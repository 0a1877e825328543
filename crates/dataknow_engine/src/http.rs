use std::time::Duration;

use bytes::Bytes;
use futures_util::StreamExt;
use reqwest::header::CONTENT_TYPE;
use serde::de::DeserializeOwned;
use serde::{Deserialize, Serialize};
use url::Url;

use crate::{
    AnalysisRequest, AnalysisService, ArtifactRef, FailureKind, JobHandle, ServiceError,
    StatusReport,
};

#[derive(Debug, Clone)]
pub struct ServiceSettings {
    pub base_url: String,
    pub connect_timeout: Duration,
    pub request_timeout: Duration,
    pub max_artifact_bytes: u64,
}

impl Default for ServiceSettings {
    fn default() -> Self {
        Self {
            base_url: "http://127.0.0.1:3000/".to_string(),
            connect_timeout: Duration::from_secs(10),
            request_timeout: Duration::from_secs(30),
            max_artifact_bytes: 200 * 1024 * 1024,
        }
    }
}

#[derive(Debug, Deserialize)]
#[serde(rename_all = "camelCase")]
struct StartResponse {
    job_id: JobHandle,
}

#[derive(Debug, Serialize)]
struct CustomRequest<'a> {
    prompt: &'a str,
}

#[derive(Debug, Deserialize)]
#[serde(rename_all = "camelCase")]
struct CustomResponse {
    artifact_ref: ArtifactRef,
}

/// HTTP client for the analysis service.
#[derive(Debug, Clone)]
pub struct ReqwestAnalysisService {
    base: Url,
    client: reqwest::Client,
    max_artifact_bytes: u64,
}

impl ReqwestAnalysisService {
    pub fn new(settings: ServiceSettings) -> Result<Self, ServiceError> {
        let mut raw = settings.base_url.trim().to_string();
        if !raw.ends_with('/') {
            raw.push('/');
        }
        let base = Url::parse(&raw)
            .map_err(|err| ServiceError::new(FailureKind::InvalidUrl, err.to_string()))?;
        let client = reqwest::Client::builder()
            .connect_timeout(settings.connect_timeout)
            .timeout(settings.request_timeout)
            .build()
            .map_err(|err| ServiceError::new(FailureKind::Network, err.to_string()))?;
        Ok(Self {
            base,
            client,
            max_artifact_bytes: settings.max_artifact_bytes,
        })
    }

    fn endpoint(&self, path: &str) -> Result<Url, ServiceError> {
        self.base
            .join(path)
            .map_err(|err| ServiceError::new(FailureKind::InvalidUrl, err.to_string()))
    }

    async fn post_json<B: Serialize, T: DeserializeOwned>(
        &self,
        url: Url,
        body: &B,
    ) -> Result<T, ServiceError> {
        let payload = serde_json::to_vec(body)
            .map_err(|err| ServiceError::new(FailureKind::Decode, err.to_string()))?;
        let response = self
            .client
            .post(url)
            .header(CONTENT_TYPE, "application/json")
            .body(payload)
            .send()
            .await
            .map_err(map_reqwest_error)?;
        read_json(response).await
    }
}

#[async_trait::async_trait]
impl AnalysisService for ReqwestAnalysisService {
    async fn start_analysis(&self, request: &AnalysisRequest) -> Result<JobHandle, ServiceError> {
        let url = self.endpoint("api/analysis")?;
        let started: StartResponse = self.post_json(url, request).await?;
        Ok(started.job_id)
    }

    async fn job_status(&self, job: &JobHandle) -> Result<StatusReport, ServiceError> {
        let mut url = self.endpoint("api/analysis")?;
        url.path_segments_mut()
            .map_err(|()| ServiceError::new(FailureKind::InvalidUrl, "base url cannot hold a path"))?
            .push(&job.0);
        let response = self
            .client
            .get(url)
            .send()
            .await
            .map_err(map_reqwest_error)?;
        read_json(response).await
    }

    async fn generate_custom(&self, prompt: &str) -> Result<ArtifactRef, ServiceError> {
        let url = self.endpoint("api/custom-analysis")?;
        let generated: CustomResponse = self.post_json(url, &CustomRequest { prompt }).await?;
        Ok(generated.artifact_ref)
    }

    async fn fetch_artifact(&self, artifact: &ArtifactRef) -> Result<Bytes, ServiceError> {
        // Absolute references replace the base entirely.
        let url = self.endpoint(&artifact.0)?;
        let response = self
            .client
            .get(url)
            .send()
            .await
            .map_err(map_reqwest_error)?;
        let response = check_status(response)?;

        let max_bytes = self.max_artifact_bytes;
        if let Some(content_len) = response.content_length() {
            if content_len > max_bytes {
                return Err(ServiceError::new(
                    FailureKind::TooLarge {
                        max_bytes,
                        actual: Some(content_len),
                    },
                    "artifact too large",
                ));
            }
        }

        let mut bytes = Vec::new();
        let mut stream = response.bytes_stream();
        while let Some(chunk) = stream.next().await {
            let chunk = chunk.map_err(map_reqwest_error)?;
            let next_len = bytes.len() as u64 + chunk.len() as u64;
            if next_len > max_bytes {
                return Err(ServiceError::new(
                    FailureKind::TooLarge {
                        max_bytes,
                        actual: Some(next_len),
                    },
                    "artifact too large",
                ));
            }
            bytes.extend_from_slice(&chunk);
        }
        Ok(Bytes::from(bytes))
    }
}

fn check_status(response: reqwest::Response) -> Result<reqwest::Response, ServiceError> {
    let status = response.status();
    if status == reqwest::StatusCode::NOT_FOUND {
        return Err(ServiceError::new(FailureKind::NotFound, status.to_string()));
    }
    if !status.is_success() {
        return Err(ServiceError::new(
            FailureKind::HttpStatus(status.as_u16()),
            status.to_string(),
        ));
    }
    Ok(response)
}

async fn read_json<T: DeserializeOwned>(response: reqwest::Response) -> Result<T, ServiceError> {
    let response = check_status(response)?;
    let body = response.bytes().await.map_err(map_reqwest_error)?;
    serde_json::from_slice(&body)
        .map_err(|err| ServiceError::new(FailureKind::Decode, err.to_string()))
}

fn map_reqwest_error(err: reqwest::Error) -> ServiceError {
    if err.is_timeout() {
        return ServiceError::new(FailureKind::Timeout, err.to_string());
    }
    ServiceError::new(FailureKind::Network, err.to_string())
}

....................

» **Activity**: The records above should be repeated in full, exactly as given.

» **Written solution**:
repository 0a1877e825328543
filename crates/dataknow_engine/src/http.rs
use std::time::Duration;

use bytes::Bytes;
use futures_util::StreamExt;
use reqwest::header::CONTENT_TYPE;
use serde::de::DeserializeOwned;
use serde::{Deserialize, Serialize};
use url::Url;

use crate::{
    AnalysisRequest, AnalysisService, ArtifactRef, FailureKind, JobHandle, ServiceError,
    StatusReport,
};

#[derive(Debug, Clone)]
pub struct ServiceSettings {
    pub base_url: String,
    pub connect_timeout: Duration,
    pub request_timeout: Duration,
    pub max_artifact_bytes: u64,
}

impl Default for ServiceSettings {
    fn default() -> Self {
        Self {
            base_url: "http://127.0.0.1:3000/".to_string(),
            connect_timeout: Duration::from_secs(10),
            request_timeout: Duration::from_secs(30),
            max_artifact_bytes: 200 * 1024 * 1024,
        }
    }
}

#[derive(Debug, Deserialize)]
#[serde(rename_all = "camelCase")]
struct StartResponse {
    job_id: JobHandle,
}

#[derive(Debug, Serialize)]
struct CustomRequest<'a> {
    prompt: &'a str,
}

#[derive(Debug, Deserialize)]
#[serde(rename_all = "camelCase")]
struct CustomResponse {
    artifact_ref: ArtifactRef,
}

/// HTTP client for the analysis service.
#[derive(Debug, Clone)]
pub struct ReqwestAnalysisService {
    base: Url,
    client: reqwest::Client,
    max_artifact_bytes: u64,
}

impl ReqwestAnalysisService {
    pub fn new(settings: ServiceSettings) -> Result<Self, ServiceError> {
        let mut raw = settings.base_url.trim().to_string();
        if !raw.ends_with('/') {
            raw.push('/');
        }
        let base = Url::parse(&raw)
            .map_err(|err| ServiceError::new(FailureKind::InvalidUrl, err.to_string()))?;
        let client = reqwest::Client::builder()
            .connect_timeout(settings.connect_timeout)
            .timeout(settings.request_timeout)
            .build()
            .map_err(|err| ServiceError::new(FailureKind::Network, err.to_string()))?;
        Ok(Self {
            base,
            client,
            max_artifact_bytes: settings.max_artifact_bytes,
        })
    }

    fn endpoint(&self, path: &str) -> Result<Url, ServiceError> {
        self.base
            .join(path)
            .map_err(|err| ServiceError::new(FailureKind::InvalidUrl, err.to_string()))
    }

    async fn post_json<B: Serialize, T: DeserializeOwned>(
        &self,
        url: Url,
        body: &B,
    ) -> Result<T, ServiceError> {
        let payload = serde_json::to_vec(body)
            .map_err(|err| ServiceError::new(FailureKind::Decode, err.to_string()))?;
        let response = self
            .client
            .post(url)
            .header(CONTENT_TYPE, "application/json")
            .body(payload)
            .send()
            .await
            .map_err(map_reqwest_error)?;
        read_json(response).await
    }
}

#[async_trait::async_trait]
impl AnalysisService for ReqwestAnalysisService {
    async fn start_analysis(&self, request: &AnalysisRequest) -> Result<JobHandle, ServiceError> {
        let url = self.endpoint("api/analysis")?;
        let started: StartResponse = self.post_json(url, request).await?;
        Ok(started.job_id)
    }

    async fn job_status(&self, job: &JobHandle) -> Result<StatusReport, ServiceError> {
        let mut url = self.endpoint("api/analysis")?;
        url.path_segments_mut()
            .map_err(|()| ServiceError::new(FailureKind::InvalidUrl, "base url cannot hold a path"))?
            .push(&job.0);
        let response = self
            .client
            .get(url)
            .send()
            .await
            .map_err(map_reqwest_error)?;
        read_json(response).await
    }

    async fn generate_custom(&self, prompt: &str) -> Result<ArtifactRef, ServiceError> {
        let url = self.endpoint("api/custom-analysis")?;
        let generated: CustomResponse = self.post_json(url, &CustomRequest { prompt }).await?;
        Ok(generated.artifact_ref)
    }

    async fn fetch_artifact(&self, artifact: &ArtifactRef) -> Result<Bytes, ServiceError> {
        // Absolute references replace the base entirely.
        let url = self.endpoint(&artifact.0)?;
        let response = self
            .client
            .get(url)
            .send()
            .await
            .map_err(map_reqwest_error)?;
        let response = check_status(response)?;

        let max_bytes = self.max_artifact_bytes;
        if let Some(content_len) = response.content_length() {
            if content_len > max_bytes {
                return Err(ServiceError::new(
                    FailureKind::TooLarge {
                        max_bytes,
                        actual: Some(content_len),
                    },
                    "artifact too large",
                ));
            }
        }

        let mut bytes = Vec::new();
        let mut stream = response.bytes_stream();
        while let Some(chunk) = stream.next().await {
            let chunk = chunk.map_err(map_reqwest_error)?;
            let next_len = bytes.len() as u64 + chunk.len() as u64;
            if next_len > max_bytes {
                return Err(ServiceError::new(
                    FailureKind::TooLarge {
                        max_bytes,
                        actual: Some(next_len),
                    },
                    "artifact too large",
                ));
            }
            bytes.extend_from_slice(&chunk);
        }
        Ok(Bytes::from(bytes))
    }
}

fn check_status(response: reqwest::Response) -> Result<reqwest::Response, ServiceError> {
    let status = response.status();
    if status == reqwest::StatusCode::NOT_FOUND {
        return Err(ServiceError::new(FailureKind::NotFound, status.to_string()));
    }
    if !status.is_success() {
        return Err(ServiceError::new(
            FailureKind::HttpStatus(status.as_u16()),
            status.to_string(),
        ));
    }
    Ok(response)
}

async fn read_json<T: DeserializeOwned>(response: reqwest::Response) -> Result<T, ServiceError> {
    let response = check_status(response)?;
    let body = response.bytes().await.map_err(map_reqwest_error)?;
    serde_json::from_slice(&body)
        .map_err(|err| ServiceError::new(FailureKind::Decode, err.to_string()))
}

fn map_reqwest_error(err: reqwest::Error) -> ServiceError {
    if err.is_timeout() {
        return ServiceError::new(FailureKind::Timeout, err.to_string());
    }
    ServiceError::new(FailureKind::Network, err.to_string())
}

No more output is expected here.